James Raine (23 January 1791 – 6 December 1858) was an English antiquarian and topographer. A Church of England clergyman from the 1810s, he held a variety of positions, including librarian to the dean and chapter of Durham and rector of Meldon in Northumberland.

A friend of Robert Surtees, whom he assisted in his work, he founded the Surtees Society in Robert's honour after the latter's death in 1834. Raine served as secretary for the society, and by the time of his death in 1858 he had edited seventeen volumes for it, in addition to numerous other published works.

==Early life==
James Raine was the son of James Raine, by his wife Anne, daughter of William Moore. He was born at Ovington in the parish of Wycliffe on 23 January 1791. He was educated at Kirby Hill School, and subsequently at Richmond Grammar School. From 1812 to 1827 he was second master of Durham School. Raine was ordained deacon on 25 September 1814, and priest on 20 September 1818. In 1816 he became librarian to the dean and chapter of Durham, and in 1822 he was presented by that body to the rectory of Meldon in Northumberland.

Protracted litigation concerning the tithe at Meldon harassed Raine for many years; but in 1846 the House of Lords decided the dispute in his favour. In 1825 he was instituted principal surrogate in the consistory court, and in 1828 to the living of St Mary in the South Bailey in the city of Durham. These several preferments he held until his death. The degree of M. A. was conferred upon him by the archbishop of Canterbury, at the request of Bishop Barrington, in November 1825. He was incorporated ad eundem gradum in the university of Durham, and the same body conferred upon him the degree of D. C. L. in 1857, in recognition of his literary eminence and of his long service as judge of the ecclesiastical court.

==Surtees Society==
Raine formed in 1812 an acquaintance with Robert Surtees, lasting until the death of Surtees in 1834. He began by helping friends with topographical works. The county historians, John Hodgson, Cuthbert Sharp, and Surtees, all recorded their debts; Surtees stated that the History of Durham would never have been finished without Raine (Introduction to History of Durham, vol. i. p. x).

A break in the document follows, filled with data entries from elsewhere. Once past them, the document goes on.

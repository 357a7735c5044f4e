use crate::domain::constants::{channel_url, SEARCH_MAX_RESULTS};
use crate::domain::models::ChannelInfo;
use crate::platform::{ChannelApi, TransportError};
use crate::services::reference::{classify, extract_channel_id, ChannelRef};

/// How far resolution has progressed. Each step only runs from the stage it can improve.
#[derive(Debug, Clone, PartialEq, Eq)]
enum Stage {
    Unresolved,
    IdKnown { id: String, url: Option<String> },
    TitleKnown { id: String, title: String, url: String },
}

impl Stage {
    fn into_info(self) -> ChannelInfo {
        match self {
            Stage::Unresolved => ChannelInfo::default(),
            Stage::IdKnown { id, url } => ChannelInfo {
                id: Some(id),
                title: None,
                url,
            },
            Stage::TitleKnown { id, title, url } => ChannelInfo {
                id: Some(id),
                title: Some(title),
                url: Some(url),
            },
        }
    }
}

fn non_empty(s: Option<String>) -> Option<String> {
    s.filter(|v| !v.is_empty())
}

fn extract(reference: &ChannelRef) -> Stage {
    let id = match reference {
        ChannelRef::CanonicalId(id) => Some(id.clone()),
        ChannelRef::Url(url) => extract_channel_id(url),
        ChannelRef::Handle(_) | ChannelRef::Unknown(_) => None,
    };
    match id {
        Some(id) => Stage::IdKnown { id, url: None },
        None => Stage::Unresolved,
    }
}

fn search(api: &dyn ChannelApi, raw: &str, key: &str) -> Result<Stage, TransportError> {
    let Some(list) = api.search_channels(raw, SEARCH_MAX_RESULTS, key)?.accepted() else {
        tracing::debug!("channel search rejected");
        return Ok(Stage::Unresolved);
    };
    let Some(first) = list.items.into_iter().next() else {
        tracing::debug!("channel search returned no items");
        return Ok(Stage::Unresolved);
    };
    let (Some(snippet), Some(id)) = (first.snippet, first.id.channel_id) else {
        return Ok(Stage::Unresolved);
    };
    let url = channel_url(&id);
    Ok(match non_empty(snippet.channel_title) {
        Some(title) => Stage::TitleKnown { id, title, url },
        None => Stage::IdKnown { id, url: Some(url) },
    })
}

fn backfill(
    api: &dyn ChannelApi,
    id: String,
    url: Option<String>,
    key: &str,
) -> Result<Stage, TransportError> {
    let Some(list) = api.channel_details(&id, key)?.accepted() else {
        tracing::debug!(%id, "channel detail lookup rejected");
        return Ok(Stage::IdKnown { id, url });
    };
    // An empty title is reported as absent rather than as "".
    let title = non_empty(
        list.items
            .into_iter()
            .next()
            .and_then(|item| item.snippet)
            .and_then(|s| s.title),
    );
    let url = channel_url(&id);
    Ok(match title {
        Some(title) => Stage::TitleKnown { id, title, url },
        None => Stage::IdKnown { id, url: Some(url) },
    })
}

/// Turns a raw id, url, handle or free text into a channel id plus display metadata.
///
/// Rejected lookups leave fields empty. Only transport faults are returned as errors.
pub fn resolve(api: &dyn ChannelApi, raw: &str, key: &str) -> Result<ChannelInfo, TransportError> {
    let reference = classify(Some(raw));
    tracing::debug!(kind = reference.kind(), "classified channel reference");

    let mut stage = extract(&reference);
    if stage == Stage::Unresolved {
        stage = search(api, raw, key)?;
    }
    if let Stage::IdKnown { id, url } = stage {
        stage = backfill(api, id, url, key)?;
    }

    let info = stage.into_info();
    tracing::debug!(found = info.id.is_some(), "channel resolution finished");
    Ok(info)
}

Raine subsequently became literary executor to his friend, with the duty of arranging and editing the fourth volume of the History of Durham. This volume appeared in 1840. In 1827 he had performed a similar service for his friend Hodgson, having edited vol. iii. of part 2 of the History of Northumberland during the absence of the author abroad. In 1828 Raine published his first independent work of importance—a monograph dealing with the position of the burial-place of St Cuthbert. It established his position as an antiquarian.

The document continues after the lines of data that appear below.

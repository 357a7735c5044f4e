use clap::Parser;
use tracing_subscriber::EnvFilter;

mod cli;
mod commands;
mod config;
mod domain;
mod platform;
mod services;

pub use cli::{Cli, Commands};
pub use config::Settings;
pub use domain::constants::MISSING_KEY_ERROR;
pub use platform::HttpChannelApi;
pub use services::diagnostics::{run_diagnostics, DiagnosticsRequest};
pub use services::output::{print_one, print_report};
pub use services::reference::classify;
pub use services::resolver::resolve;

fn init_tracing() {
    let filter = EnvFilter::try_from_default_env().unwrap_or_else(|_| EnvFilter::new("warn"));
    tracing_subscriber::fmt()
        .with_env_filter(filter)
        .with_writer(std::io::stderr)
        .init();
}

fn main() -> anyhow::Result<()> {
    init_tracing();
    let cli = Cli::parse();

    let mut settings = Settings::from_env()?;
    if let Some(base) = cli.api_base.clone().filter(|b| !b.is_empty()) {
        settings.api_base = base;
    }

    commands::handle_probe_commands(&cli, &settings)
}
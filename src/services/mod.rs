//! Service layer containing business logic.
//!
//! ## Service map
//! - `reference.rs` — lexical classification of channel references.
//! - `resolver.rs` — extract → search → backfill resolution chain.
//! - `diagnostics.rs` — probe + resolve orchestration into a report.
//! - `masking.rs` — API key display masking.
//! - `output.rs` — JSON/text output helpers.
//!
//! ## Conventions
//! - The transport and the configured key are parameters, never globals.
//! - Keep command handlers thin; delegate to services.

pub mod diagnostics;
pub mod masking;
pub mod output;
pub mod reference;
pub mod resolver;

#[cfg(test)]
pub mod testing;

In 1830 the first part of his History of North Durham appeared; the second part, completing the volume, was not published until 1852. This important work, undertaken at the suggestion of Surtees, and begun shortly after the appearance of Surtees's first volume, is the complement of the latter's History of Durham. It embraces the history of certain outlying and detached districts, including Norhamshire and Holy Island, which, when the book was first undertaken, formed a part of the county of Durham, but some of which were subsequently annexed by statute to the county of Northumberland.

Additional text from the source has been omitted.